**INPUT DATA**.
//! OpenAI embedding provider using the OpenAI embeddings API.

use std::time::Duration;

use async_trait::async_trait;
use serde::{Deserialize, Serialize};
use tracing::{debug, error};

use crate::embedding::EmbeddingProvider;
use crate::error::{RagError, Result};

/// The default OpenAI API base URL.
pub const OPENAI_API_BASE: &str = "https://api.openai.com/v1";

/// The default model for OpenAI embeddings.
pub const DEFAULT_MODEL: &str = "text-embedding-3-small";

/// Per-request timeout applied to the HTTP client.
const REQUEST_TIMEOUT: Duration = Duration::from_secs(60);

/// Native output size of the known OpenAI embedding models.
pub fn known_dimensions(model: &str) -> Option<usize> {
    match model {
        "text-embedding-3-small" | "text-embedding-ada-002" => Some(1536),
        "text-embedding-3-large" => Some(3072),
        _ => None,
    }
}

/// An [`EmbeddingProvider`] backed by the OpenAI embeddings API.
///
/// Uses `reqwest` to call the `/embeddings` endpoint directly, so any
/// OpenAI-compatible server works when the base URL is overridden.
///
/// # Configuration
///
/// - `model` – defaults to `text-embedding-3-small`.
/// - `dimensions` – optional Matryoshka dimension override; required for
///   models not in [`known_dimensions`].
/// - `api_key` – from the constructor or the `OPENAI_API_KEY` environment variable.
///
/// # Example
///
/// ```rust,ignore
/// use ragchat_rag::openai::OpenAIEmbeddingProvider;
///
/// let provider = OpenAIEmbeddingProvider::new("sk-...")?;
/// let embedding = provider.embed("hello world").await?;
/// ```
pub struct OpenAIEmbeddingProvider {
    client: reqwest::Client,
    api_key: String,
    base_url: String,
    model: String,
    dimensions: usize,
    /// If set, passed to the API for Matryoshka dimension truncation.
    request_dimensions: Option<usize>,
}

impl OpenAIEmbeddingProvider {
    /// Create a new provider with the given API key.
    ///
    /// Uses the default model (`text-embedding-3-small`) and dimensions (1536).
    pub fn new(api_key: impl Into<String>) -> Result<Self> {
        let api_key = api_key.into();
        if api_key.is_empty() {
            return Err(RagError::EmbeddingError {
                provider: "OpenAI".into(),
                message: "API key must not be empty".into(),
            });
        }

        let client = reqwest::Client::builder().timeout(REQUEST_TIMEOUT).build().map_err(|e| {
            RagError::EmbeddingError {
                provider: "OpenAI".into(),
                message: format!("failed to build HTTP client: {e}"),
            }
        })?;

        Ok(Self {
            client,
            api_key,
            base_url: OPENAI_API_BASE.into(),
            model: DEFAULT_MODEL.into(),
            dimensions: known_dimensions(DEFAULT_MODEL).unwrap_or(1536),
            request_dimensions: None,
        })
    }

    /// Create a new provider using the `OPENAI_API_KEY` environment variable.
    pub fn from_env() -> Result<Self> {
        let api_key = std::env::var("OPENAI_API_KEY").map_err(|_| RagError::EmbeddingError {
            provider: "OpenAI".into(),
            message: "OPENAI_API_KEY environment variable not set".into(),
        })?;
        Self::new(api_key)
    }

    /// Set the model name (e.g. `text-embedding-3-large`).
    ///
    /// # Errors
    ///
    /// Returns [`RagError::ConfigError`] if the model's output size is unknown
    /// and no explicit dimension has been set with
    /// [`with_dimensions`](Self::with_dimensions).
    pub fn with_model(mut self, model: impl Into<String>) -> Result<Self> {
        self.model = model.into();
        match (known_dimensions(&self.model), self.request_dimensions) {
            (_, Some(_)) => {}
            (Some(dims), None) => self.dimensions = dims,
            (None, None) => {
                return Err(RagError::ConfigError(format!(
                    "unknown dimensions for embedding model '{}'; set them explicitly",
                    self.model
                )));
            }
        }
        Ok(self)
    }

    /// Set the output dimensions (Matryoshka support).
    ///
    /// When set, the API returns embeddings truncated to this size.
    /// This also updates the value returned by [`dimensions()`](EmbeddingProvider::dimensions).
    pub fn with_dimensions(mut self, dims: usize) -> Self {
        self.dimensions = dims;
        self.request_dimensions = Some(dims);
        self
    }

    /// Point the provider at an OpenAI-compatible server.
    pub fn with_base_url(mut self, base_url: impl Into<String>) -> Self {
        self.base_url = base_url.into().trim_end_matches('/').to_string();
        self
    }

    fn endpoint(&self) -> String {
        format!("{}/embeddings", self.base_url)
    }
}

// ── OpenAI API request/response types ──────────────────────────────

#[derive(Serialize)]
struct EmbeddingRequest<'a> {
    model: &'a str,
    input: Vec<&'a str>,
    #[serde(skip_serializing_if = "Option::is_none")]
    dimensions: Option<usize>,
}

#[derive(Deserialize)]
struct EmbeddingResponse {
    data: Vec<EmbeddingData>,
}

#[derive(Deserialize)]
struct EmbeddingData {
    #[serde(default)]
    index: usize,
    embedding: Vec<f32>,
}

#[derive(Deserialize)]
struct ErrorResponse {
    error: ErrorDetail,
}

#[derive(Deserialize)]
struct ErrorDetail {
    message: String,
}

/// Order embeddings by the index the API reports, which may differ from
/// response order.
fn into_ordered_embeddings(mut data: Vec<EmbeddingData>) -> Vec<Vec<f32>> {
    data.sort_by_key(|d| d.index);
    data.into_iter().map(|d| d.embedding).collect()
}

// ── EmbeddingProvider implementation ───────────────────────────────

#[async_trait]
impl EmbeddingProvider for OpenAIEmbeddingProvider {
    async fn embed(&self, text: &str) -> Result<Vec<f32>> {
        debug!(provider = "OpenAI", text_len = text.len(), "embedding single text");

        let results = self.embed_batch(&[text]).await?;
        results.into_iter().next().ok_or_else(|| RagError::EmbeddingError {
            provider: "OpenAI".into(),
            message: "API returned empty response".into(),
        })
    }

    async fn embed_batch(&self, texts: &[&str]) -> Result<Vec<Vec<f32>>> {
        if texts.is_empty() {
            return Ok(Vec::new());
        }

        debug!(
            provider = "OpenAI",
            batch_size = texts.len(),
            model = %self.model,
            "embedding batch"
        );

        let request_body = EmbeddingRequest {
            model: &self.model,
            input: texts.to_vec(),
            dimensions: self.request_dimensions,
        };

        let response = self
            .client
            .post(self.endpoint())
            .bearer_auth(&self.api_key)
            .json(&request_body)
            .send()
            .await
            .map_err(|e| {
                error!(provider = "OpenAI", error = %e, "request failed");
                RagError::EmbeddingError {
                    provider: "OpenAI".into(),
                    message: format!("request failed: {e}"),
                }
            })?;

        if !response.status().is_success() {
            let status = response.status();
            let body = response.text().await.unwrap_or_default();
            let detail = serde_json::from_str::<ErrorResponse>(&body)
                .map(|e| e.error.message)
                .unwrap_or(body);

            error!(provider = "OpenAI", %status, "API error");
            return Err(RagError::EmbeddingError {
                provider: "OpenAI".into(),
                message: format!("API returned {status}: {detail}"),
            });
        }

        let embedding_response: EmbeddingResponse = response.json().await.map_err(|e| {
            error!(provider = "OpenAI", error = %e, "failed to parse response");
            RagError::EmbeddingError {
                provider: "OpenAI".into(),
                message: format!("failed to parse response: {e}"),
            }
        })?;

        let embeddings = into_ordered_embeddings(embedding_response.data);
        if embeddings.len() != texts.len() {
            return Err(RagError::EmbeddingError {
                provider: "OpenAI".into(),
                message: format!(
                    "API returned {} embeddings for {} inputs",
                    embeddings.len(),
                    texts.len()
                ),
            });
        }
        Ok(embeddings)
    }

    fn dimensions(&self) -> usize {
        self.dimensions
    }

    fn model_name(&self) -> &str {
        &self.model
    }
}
* * *
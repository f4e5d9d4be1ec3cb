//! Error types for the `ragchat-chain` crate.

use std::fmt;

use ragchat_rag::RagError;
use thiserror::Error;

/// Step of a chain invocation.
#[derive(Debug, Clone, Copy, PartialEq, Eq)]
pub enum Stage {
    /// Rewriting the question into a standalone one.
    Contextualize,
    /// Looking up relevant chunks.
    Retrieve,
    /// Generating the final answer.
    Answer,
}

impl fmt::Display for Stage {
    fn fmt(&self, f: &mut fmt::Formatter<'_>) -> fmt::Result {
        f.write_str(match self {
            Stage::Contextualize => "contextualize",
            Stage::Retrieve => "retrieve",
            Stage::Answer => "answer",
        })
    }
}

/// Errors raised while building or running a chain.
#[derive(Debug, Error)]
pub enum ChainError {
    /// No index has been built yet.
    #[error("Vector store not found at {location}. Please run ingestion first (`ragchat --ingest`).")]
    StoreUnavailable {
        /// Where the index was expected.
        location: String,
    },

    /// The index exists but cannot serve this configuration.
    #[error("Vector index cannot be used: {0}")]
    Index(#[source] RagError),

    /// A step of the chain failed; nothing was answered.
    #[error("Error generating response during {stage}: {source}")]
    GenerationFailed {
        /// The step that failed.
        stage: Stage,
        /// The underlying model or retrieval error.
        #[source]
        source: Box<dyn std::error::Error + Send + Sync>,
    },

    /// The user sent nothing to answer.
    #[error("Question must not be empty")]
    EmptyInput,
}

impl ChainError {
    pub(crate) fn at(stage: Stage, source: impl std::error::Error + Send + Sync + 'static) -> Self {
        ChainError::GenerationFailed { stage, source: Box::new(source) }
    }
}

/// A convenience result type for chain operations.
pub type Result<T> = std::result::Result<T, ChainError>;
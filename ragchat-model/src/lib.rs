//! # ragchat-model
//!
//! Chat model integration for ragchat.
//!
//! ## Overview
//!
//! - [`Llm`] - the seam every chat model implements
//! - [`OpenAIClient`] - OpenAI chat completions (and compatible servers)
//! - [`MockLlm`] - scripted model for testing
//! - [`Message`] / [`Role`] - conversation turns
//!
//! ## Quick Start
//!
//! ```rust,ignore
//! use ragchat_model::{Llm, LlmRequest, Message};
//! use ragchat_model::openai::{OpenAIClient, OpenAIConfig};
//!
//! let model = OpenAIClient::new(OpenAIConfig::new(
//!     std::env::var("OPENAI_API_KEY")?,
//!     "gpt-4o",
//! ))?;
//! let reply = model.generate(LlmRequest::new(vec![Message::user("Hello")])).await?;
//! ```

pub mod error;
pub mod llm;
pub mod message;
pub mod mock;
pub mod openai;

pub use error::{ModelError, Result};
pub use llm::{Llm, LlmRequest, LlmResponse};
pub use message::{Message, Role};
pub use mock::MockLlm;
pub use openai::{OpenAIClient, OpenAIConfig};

**TASK TO CARRY OUT**.
Among the lines above, find each one containing the string "ErrorDetail" and copy it.

**THE COMPLETED TASK**.
    error: ErrorDetail,
struct ErrorDetail {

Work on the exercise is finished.